J.P. Euzéby : Dictionnaire de Bactériologie Vétérinaire |
Créé le 21 janvier 2004
Lipopolysaccharides (antigènes O et endotoxines)
Sommaire :
Résistance aux agents physico-chimiques
Activation de molécules circulantes
Autres mécanismes pathogéniques
Actions sur le système immunitaire
Mise en évidence des endotoxines
Les lipopolysaccharides sont des complexes macromoléculaires toxiques présents de manière constitutive dans la membrane externe de toutes les bactéries à Gram négatif. Sur le plan structural, les lipopolysaccharides (LPS) sont constitués d'un lipide A et d'une partie polysaccharidique débordant la membrane externe.

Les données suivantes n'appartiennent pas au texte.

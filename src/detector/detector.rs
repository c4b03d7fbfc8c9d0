//! 检测器核心：整合各维度分析器，输出匹配结果
//! detect为纯函数：同一规则库与同一响应快照必得同一结果，无副作用

use std::collections::HashMap;
use std::sync::Arc;

use super::analyzer::{Detected, HeaderAnalyzer, HtmlAnalyzer, MetaAnalyzer, ScriptAnalyzer, UrlAnalyzer};
use crate::compiler::{CompiledRuleLibrary, RuleCompiler};
use crate::error::RswResult;
use crate::extractor::HtmlExtractor;
use crate::rule::{Category, RuleLibrary, TechMatch, TechRule, Technology};
use crate::scanner::PageSnapshot;
use crate::utils::{DetectionUpdater, HeaderConverter};

/// 技术检测器
/// 加载后只读，克隆仅复制Arc，可安全地被所有工作任务共享
#[derive(Debug, Clone)]
pub struct TechDetector {
    compiled_lib: Arc<CompiledRuleLibrary>,
    raw_tech_rules: Arc<HashMap<String, TechRule>>,
}

impl TechDetector {
    /// 从规则库构建检测器（编译全部规则）
    pub fn from_library(rule_lib: &RuleLibrary) -> RswResult<Self> {
        let compiled_lib = RuleCompiler::compile(rule_lib)?;
        Ok(Self {
            compiled_lib: Arc::new(compiled_lib),
            raw_tech_rules: Arc::new(rule_lib.tech_rules.clone()),
        })
    }

    /// 核心检测接口：单个响应快照 -> 匹配列表
    /// 非2xx响应同样参与匹配；零匹配是合法结果
    pub fn detect(&self, snapshot: &PageSnapshot) -> RswResult<Vec<TechMatch>> {
        // 1. Header压缩为单值映射
        let single_header_map = HeaderConverter::to_single_value(&snapshot.headers);

        // 2. 提取HTML标签
        let html_result = HtmlExtractor::new().extract(&snapshot.body);
        let script_srcs = html_result.get_script_srcs();
        let meta_tags = html_result.get_meta_tags();

        // 3. 待分析URL：原始目标 + 重定向后的最终URL
        let mut urls: Vec<&str> = vec![snapshot.target.as_str()];
        if snapshot.final_url != snapshot.target {
            urls.push(snapshot.final_url.as_str());
        }

        // 4. 执行各维度分析
        let mut detected: Detected = HashMap::new();
        UrlAnalyzer::analyze(&self.compiled_lib, &urls, &mut detected);
        HeaderAnalyzer::analyze(&self.compiled_lib, &single_header_map, &mut detected);
        HtmlAnalyzer::analyze(&self.compiled_lib, &snapshot.body, &mut detected);
        ScriptAnalyzer::analyze(&self.compiled_lib, &script_srcs, &mut detected);
        MetaAnalyzer::analyze(&self.compiled_lib, &meta_tags, &mut detected);

        // 5. 应用关联推导规则
        DetectionUpdater::apply_implies(&self.raw_tech_rules, &mut detected);

        // 6. 转换为最终结果
        let mut matches = Vec::with_capacity(detected.len());
        for (tech_name, (confidence, version)) in detected {
            // implies可能指向规则库中不存在的技术名，直接丢弃
            let Some(compiled_tech) = self.compiled_lib.tech_patterns.get(&tech_name) else {
                continue;
            };

            // 分类顺序跟随规则cats声明
            let categories = compiled_tech
                .category_ids
                .iter()
                .filter_map(|cat_id| self.compiled_lib.category_map.get(cat_id))
                .map(|name| Category { name: name.clone() })
                .collect();

            matches.push(TechMatch {
                technology: Technology {
                    name: tech_name,
                    categories,
                },
                version,
                confidence,
            });
        }

        // HashMap遍历序不稳定，按技术名排序保证同输入同输出
        matches.sort_by(|a, b| a.technology.name.cmp(&b.technology.name));
        Ok(matches)
    }
}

Le lipide A est doué de propriétés toxiques et il correspond à l'endotoxine des bactéries à Gram négatif qui n'est libérée, de manière massive, qu'après lyse de la bactérie. Le rôle des endotoxines est très important car elles sont très ubiquistes et aucun organisme n'est à l'abri de leurs effets.
La fraction polysaccharidique constitue l'antigène O et elle est responsable de la spécificité antigénique O permettant de décrire des sérovars au sein d'une même espèce bactérienne.
Le lipide A est constitué de deux sucres aminés liés par une liaison bêta 1-6, phosphorylés et liés à des acides gras hydroxylés sur leur troisième atome de carbone ainsi qu'à un ou deux autres acides gras non hydroxylés. La nature des sucres aminés (glucosamines ou parfois 3-aminoglucosamine) ainsi que la nature et le nombre des acides gras sont variables selon les espèces bactériennes.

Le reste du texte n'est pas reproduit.